[Start of section]

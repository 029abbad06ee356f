/// Tagged console logging for tokenscope
///
/// Provides a small, ergonomic logging API:
/// - Standard levels (Error/Warning/Info/Debug)
/// - Per-module debug control via --debug-<module> flags
/// - Colored console output with timestamps
///
/// Debug lines are only shown when the matching --debug-<module> flag is
/// present on the command line; everything else is always shown.
use crate::arguments::{
    is_debug_analysis_enabled, is_debug_cleaning_enabled, is_debug_fetch_enabled,
};
use chrono::Utc;
use colored::*;
use std::io::{self, Write};

/// Source tag attached to every log line
#[derive(Debug, Clone, Copy, PartialEq, Eq)]
pub enum LogTag {
    System,
    Config,
    Fetch,
    Cleaning,
    Analysis,
    Report,
    Chart,
    Export,
}

impl LogTag {
    fn label(&self) -> &'static str {
        match self {
            LogTag::System => "SYSTEM",
            LogTag::Config => "CONFIG",
            LogTag::Fetch => "FETCH",
            LogTag::Cleaning => "CLEANING",
            LogTag::Analysis => "ANALYSIS",
            LogTag::Report => "REPORT",
            LogTag::Chart => "CHART",
            LogTag::Export => "EXPORT",
        }
    }

    /// Whether --debug-<module> was passed for this tag
    fn debug_enabled(&self) -> bool {
        match self {
            LogTag::Fetch => is_debug_fetch_enabled(),
            LogTag::Cleaning => is_debug_cleaning_enabled(),
            LogTag::Analysis => is_debug_analysis_enabled(),
            _ => false,
        }
    }
}

fn timestamp() -> String {
    Utc::now().format("%H:%M:%S").to_string()
}

fn write_line(icon: ColoredString, tag: LogTag, message: &str) {
    println!(
        "{} {} {} {}",
        icon,
        tag.label().bold(),
        format!("[{}]", timestamp()).dimmed(),
        message
    );
    io::stdout().flush().ok();
}

/// ERROR level - always shown, critical issues
pub fn error(tag: LogTag, message: &str) {
    write_line("❌".red().bold(), tag, &message.red().to_string());
}

/// WARNING level - important but non-fatal issues
pub fn warning(tag: LogTag, message: &str) {
    write_line("⚠".yellow().bold(), tag, &message.yellow().to_string());
}

/// INFO level - standard operational events
pub fn info(tag: LogTag, message: &str) {
    write_line("ℹ".blue().bold(), tag, message);
}

/// SUCCESS level - completed operations
pub fn success(tag: LogTag, message: &str) {
    write_line("✅".green().bold(), tag, &message.green().to_string());
}

/// DEBUG level - only shown with the matching --debug-<module> flag
pub fn debug(tag: LogTag, message: &str) {
    if tag.debug_enabled() {
        write_line("🐛".purple().bold(), tag, &message.dimmed().to_string());
    }
}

[End of section]

## What you will do
Copy every record shown above, exactly and completely.

## Finished exercise
repository 029abbad06ee356f
/// Tagged console logging for tokenscope
///
/// Provides a small, ergonomic logging API:
/// - Standard levels (Error/Warning/Info/Debug)
/// - Per-module debug control via --debug-<module> flags
/// - Colored console output with timestamps
///
/// Debug lines are only shown when the matching --debug-<module> flag is
/// present on the command line; everything else is always shown.
use crate::arguments::{
    is_debug_analysis_enabled, is_debug_cleaning_enabled, is_debug_fetch_enabled,
};
use chrono::Utc;
use colored::*;
use std::io::{self, Write};

/// Source tag attached to every log line
#[derive(Debug, Clone, Copy, PartialEq, Eq)]
pub enum LogTag {
    System,
    Config,
    Fetch,
    Cleaning,
    Analysis,
    Report,
    Chart,
    Export,
}

impl LogTag {
    fn label(&self) -> &'static str {
        match self {
            LogTag::System => "SYSTEM",
            LogTag::Config => "CONFIG",
            LogTag::Fetch => "FETCH",
            LogTag::Cleaning => "CLEANING",
            LogTag::Analysis => "ANALYSIS",
            LogTag::Report => "REPORT",
            LogTag::Chart => "CHART",
            LogTag::Export => "EXPORT",
        }
    }

    /// Whether --debug-<module> was passed for this tag
    fn debug_enabled(&self) -> bool {
        match self {
            LogTag::Fetch => is_debug_fetch_enabled(),
            LogTag::Cleaning => is_debug_cleaning_enabled(),
            LogTag::Analysis => is_debug_analysis_enabled(),
            _ => false,
        }
    }
}

fn timestamp() -> String {
    Utc::now().format("%H:%M:%S").to_string()
}

fn write_line(icon: ColoredString, tag: LogTag, message: &str) {
    println!(
        "{} {} {} {}",
        icon,
        tag.label().bold(),
        format!("[{}]", timestamp()).dimmed(),
        message
    );
    io::stdout().flush().ok();
}

/// ERROR level - always shown, critical issues
pub fn error(tag: LogTag, message: &str) {
    write_line("❌".red().bold(), tag, &message.red().to_string());
}

/// WARNING level - important but non-fatal issues
pub fn warning(tag: LogTag, message: &str) {
    write_line("⚠".yellow().bold(), tag, &message.yellow().to_string());
}

/// INFO level - standard operational events
pub fn info(tag: LogTag, message: &str) {
    write_line("ℹ".blue().bold(), tag, message);
}

/// SUCCESS level - completed operations
pub fn success(tag: LogTag, message: &str) {
    write_line("✅".green().bold(), tag, &message.green().to_string());
}

/// DEBUG level - only shown with the matching --debug-<module> flag
pub fn debug(tag: LogTag, message: &str) {
    if tag.debug_enabled() {
        write_line("🐛".purple().bold(), tag, &message.dimmed().to_string());
    }
}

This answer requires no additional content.